In 2020, Kroger reduced the total amount of trash sent to landfills by 4% from the previous year.

Kroger highlights wins in Zero Hunger | Zero Waste initiative

In 2020, 81% of waste diverted, $213 million in donations to address food insecurity

The Kroger Co. reported big strides in 2020 for its nearly four-year-old Zero Hunger | Zero Waste initiative, which aims to end hunger in communities it serves and eliminate food waste companywide by 2025.

Cincinnati-based Kroger said Tuesday that the company diverted 81% of waste from landfills in 2020, up 1% from 2019. The supermarket giant also cut total trash sent to landfills by 4% versus the previous year.

Also on the Zero Waste front, Kroger expanded its food waste recycling programs to 2,285 stores, up from 2,120 stores in 2019. The retailer said the increase reflects the launch of new programs in its Central (Illinois and Indiana), Dallas and Houston supermarket divisions.

Another key contributor to waste reduction efforts are Kroger-operated manufacturing plants.
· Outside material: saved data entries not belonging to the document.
//! Story synchronization between the origin and the local store.
//!
//! The controller decides per call whether to ask the origin, falls back to
//! the local store when the origin cannot answer, and tags every result with
//! its [`Provenance`]. Writes to the local store that only serve as a cache
//! are logged and swallowed; reads that are the only source of data surface
//! their errors.
//!
//! Connectivity changes only flip a flag. Nothing refreshes until the next
//! explicit read.

use std::cmp::Reverse;
use std::collections::HashSet;
use std::sync::Arc;
use std::sync::atomic::{AtomicBool, Ordering};
use std::time::Duration;

use chrono::Utc;
use serde::Serialize;
use tokio::sync::Mutex;

use storyline_core::model::OFFLINE_ID_PREFIX;
use storyline_core::{CacheEnvelope, CredentialStore, Error, StorageStats, Story, StoryStore};

use crate::origin::{NewStory, Origin, Photo};

/// Default freshness window.
pub const DEFAULT_FRESHNESS_WINDOW: Duration = Duration::from_secs(24 * 60 * 60);

/// Where returned data came from.
#[derive(Debug, Clone, Copy, PartialEq, Eq, Serialize)]
#[serde(rename_all = "lowercase")]
pub enum Provenance {
    /// Fetched from the origin during this call.
    Live,
    /// Read from the local store while connected.
    Cache,
    /// Read from the local store while disconnected.
    Offline,
}

/// Data plus its provenance.
#[derive(Debug, Clone, PartialEq, Serialize)]
pub struct Synced<T> {
    pub data: T,
    pub provenance: Provenance,
}

impl<T> Synced<T> {
    pub fn using_cache(&self) -> bool {
        self.provenance != Provenance::Live
    }
}

/// Result of submitting a new story.
#[derive(Debug, Clone, PartialEq, Serialize)]
#[serde(rename_all = "snake_case", tag = "status", content = "story")]
pub enum CreateOutcome {
    /// Accepted by the origin.
    Published,
    /// The origin was unreachable; kept locally as an offline-authored story.
    SavedOffline(Story),
}

/// Offline-authored stories first, newest first, then the rest newest first.
fn order(mut envelopes: Vec<CacheEnvelope>) -> Vec<Story> {
    envelopes.sort_by_key(|e| (!e.is_offline, Reverse(e.record.created_at)));
    envelopes.into_iter().map(|e| e.record).collect()
}

/// Error for an id the local store does not hold and the origin was not asked about.
///
/// Only a disconnected device reports `NotFoundOffline`. While online this
/// happens for locally minted ids, which the origin never issues.
fn missing_locally(id: &str, online: bool) -> Error {
    if online {
        Error::InvalidInput(format!("no story with local id {id} on this device"))
    } else {
        Error::NotFoundOffline(id.to_string())
    }
}

/// Orchestrates story reads and writes across the origin and the local store.
pub struct SyncController {
    store: Arc<dyn StoryStore>,
    origin: Arc<dyn Origin>,
    credentials: Arc<dyn CredentialStore>,
    online: AtomicBool,
    using_cache: AtomicBool,
    freshness_window: Duration,
    author_name: String,
    refresh_guard: Mutex<()>,
}

impl SyncController {
    pub fn new(store: Arc<dyn StoryStore>, origin: Arc<dyn Origin>, credentials: Arc<dyn CredentialStore>) -> Self {
        Self {
            store,
            origin,
            credentials,
            online: AtomicBool::new(true),
            using_cache: AtomicBool::new(false),
            freshness_window: DEFAULT_FRESHNESS_WINDOW,
            author_name: "You".into(),
            refresh_guard: Mutex::new(()),
        }
    }

    pub fn with_freshness_window(mut self, window: Duration) -> Self {
        self.freshness_window = window;
        self
    }

    /// Name shown on stories authored while offline.
    pub fn with_author_name(mut self, name: impl Into<String>) -> Self {
        self.author_name = name.into();
        self
    }

    /// Record a connectivity transition. Never triggers a refresh.
    pub fn set_online(&self, online: bool) {
        let was = self.online.swap(online, Ordering::SeqCst);
        if was != online {
            tracing::info!(online, "connectivity changed");
        }
    }

    pub fn is_online(&self) -> bool {
        self.online.load(Ordering::SeqCst)
    }

    /// Whether the most recent read was answered from the local store.
    pub fn using_cache(&self) -> bool {
        self.using_cache.load(Ordering::SeqCst)
    }

    fn tag<T>(&self, data: T, provenance: Provenance) -> Synced<T> {
        self.using_cache.store(provenance != Provenance::Live, Ordering::SeqCst);
        Synced { data, provenance }
    }

    fn local_provenance(&self) -> Provenance {
        if self.is_online() { Provenance::Cache } else { Provenance::Offline }
    }

    /// True when the store is empty, its newest entry is older than the
    /// freshness window, or its statistics cannot be read.
    pub async fn is_stale(&self) -> bool {
        let stats = match self.store.stats().await {
            Ok(stats) => stats,
            Err(e) => {
                tracing::debug!(error = %e, "cannot read cache statistics; treating as stale");
                return true;
            }
        };

        match stats.newest_cache_timestamp {
            Some(newest) if stats.total_records > 0 => {
                let age = Utc::now().signed_duration_since(newest);
                age.to_std().is_ok_and(|age| age > self.freshness_window)
            }
            _ => true,
        }
    }

    /// Persist a fresh origin listing and return it with any offline-authored stories in front.
    async fn accept_remote(&self, records: Vec<Story>) -> Synced<Vec<Story>> {
        if let Err(e) = self.store.put_all(&records).await {
            tracing::warn!(error = %e, "failed to cache fetched stories");
        }

        let ids: Vec<String> = records.iter().map(|s| s.id.clone()).collect();
        match self.store.reconcile(&ids).await {
            Ok(0) => {}
            Ok(count) => tracing::debug!(count, "stories no longer confirmed by origin"),
            Err(e) => tracing::warn!(error = %e, "failed to reconcile cached stories"),
        }

        let offline = match self.store.offline_records().await {
            Ok(offline) => offline,
            Err(e) => {
                tracing::debug!(error = %e, "cannot read offline stories");
                Vec::new()
            }
        };

        let known: HashSet<&str> = ids.iter().map(String::as_str).collect();
        let mut data: Vec<Story> = order(offline).into_iter().filter(|s| !known.contains(s.id.as_str())).collect();
        let mut live = records;
        live.sort_by_key(|s| Reverse(s.created_at));
        data.extend(live);

        tracing::debug!(count = data.len(), "stories refreshed from origin");
        self.tag(data, Provenance::Live)
    }

    /// List stories.
    ///
    /// Asks the origin when online and either `force_refresh` is set or the
    /// cache is stale. Otherwise, or when the origin fails, answers from the
    /// local store. An empty store while offline yields an empty list. An
    /// empty store while online gets one last attempt at the origin unless
    /// this call already asked it, and that error is surfaced.
    pub async fn get_all_records(&self, force_refresh: bool) -> Result<Synced<Vec<Story>>, Error> {
        let _guard = self.refresh_guard.lock().await;

        let online = self.is_online();
        let mut remote_error = None;

        if online && (force_refresh || self.is_stale().await) {
            match self.origin.list_records().await {
                Ok(records) => return Ok(self.accept_remote(records).await),
                Err(e) => {
                    tracing::warn!(error = %e, "origin list failed; falling back to local store");
                    remote_error = Some(e);
                }
            }
        }

        match self.store.get_all().await {
            Ok(envelopes) if !envelopes.is_empty() => {
                return Ok(self.tag(order(envelopes), self.local_provenance()));
            }
            Ok(_) if !online => return Ok(self.tag(Vec::new(), Provenance::Offline)),
            Ok(_) => {}
            Err(e) if !online => return Err(e),
            Err(e) => tracing::warn!(error = %e, "local store unreadable"),
        }

        if let Some(e) = remote_error {
            return Err(e);
        }

        let records = self.origin.list_records().await?;
        Ok(self.accept_remote(records).await)
    }

    /// `get_all_records(true)`.
    pub async fn refresh(&self) -> Result<Synced<Vec<Story>>, Error> {
        self.get_all_records(true).await
    }

    /// Fetch one story, preferring the origin when online.
    pub async fn get_record_by_id(&self, id: &str) -> Result<Synced<Story>, Error> {
        let online = self.is_online();
        let mut remote_error = None;

        if online && !id.starts_with(OFFLINE_ID_PREFIX) {
            match self.origin.get_record(id).await {
                Ok(story) => {
                    if let Err(e) = self.store.put(&story).await {
                        tracing::warn!(id, error = %e, "failed to cache fetched story");
                    }
                    return Ok(self.tag(story, Provenance::Live));
                }
                Err(e) => {
                    tracing::warn!(id, error = %e, "origin detail failed; falling back to local store");
                    remote_error = Some(e);
                }
            }
        }

        match self.store.get(id).await {
            Ok(Some(envelope)) => Ok(self.tag(envelope.record, self.local_provenance())),
            Ok(None) => Err(remote_error.unwrap_or_else(|| missing_locally(id, online))),
            Err(e) => Err(remote_error.unwrap_or(e)),
        }
    }

    /// Keep a story authored while the origin was unreachable.
    ///
    /// It is visible to the very next listing, ahead of origin stories.
    pub async fn add_offline_record(&self, story: &Story) -> Result<(), Error> {
        self.store.put_offline(story).await?;
        tracing::info!(id = %story.id, "stored offline-authored story");
        Ok(())
    }

    /// Publish a story, keeping it locally when the origin cannot be reached.
    ///
    /// Rejections from a reachable origin are returned as errors.
    pub async fn create_record(&self, draft: &NewStory, photo: &Photo) -> Result<CreateOutcome, Error> {
        draft.validate()?;

        let credential = self
            .credentials
            .get_credential()
            .await?
            .ok_or_else(|| Error::SessionExpired("log in before publishing stories".into()))?;

        if self.is_online() {
            match self.origin.create_record(draft, photo, &credential).await {
                Ok(()) => {
                    tracing::info!("story published");
                    return Ok(CreateOutcome::Published);
                }
                Err(e) if e.is_unreachable() => {
                    tracing::warn!(error = %e, "origin unreachable; keeping story offline");
                }
                Err(e) => return Err(e),
            }
        }

        let story = Story::authored_offline(
            self.author_name.clone(),
            draft.description.clone(),
            photo.local_reference(),
            draft.location,
        );
        self.add_offline_record(&story).await?;

        Ok(CreateOutcome::SavedOffline(story))
    }

    /// Every cached story, in display order.
    pub async fn cached_records(&self) -> Result<Vec<CacheEnvelope>, Error> {
        let mut envelopes = self.store.get_all().await?;
        envelopes.sort_by_key(|e| (!e.is_offline, Reverse(e.record.created_at)));
        Ok(envelopes)
    }

    pub async fn offline_created_records(&self) -> Result<Vec<CacheEnvelope>, Error> {
        let mut envelopes = self.store.offline_records().await?;
        envelopes.sort_by_key(|e| Reverse(e.record.created_at));
        Ok(envelopes)
    }

    pub async fn delete_cached(&self, id: &str) -> Result<(), Error> {
        self.store.delete(id).await
    }

    pub async fn clear_cache(&self) -> Result<(), Error> {
        let _guard = self.refresh_guard.lock().await;
        self.store.clear().await
    }

    pub async fn storage_stats(&self) -> Result<StorageStats, Error> {
        self.store.stats().await
    }
}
Thirty-one of the 34 sites are now Zero Waste facilities, the grocer noted.

“This past year has been a challenge for so many, especially those who are trying to provide for their families amid hardship,” Kroger Chairman and CEO Rodney McMullen said in a statement. “In 2020, we continued to deliver on the principles of our Zero Hunger | Zero Waste commitment, focusing on ways to support food insecure individuals and families and reduce waste across our entire organization. We have made considerable progress, and the momentum we’ve achieved shows that the Kroger Family of Companies is always striving for a better tomorrow."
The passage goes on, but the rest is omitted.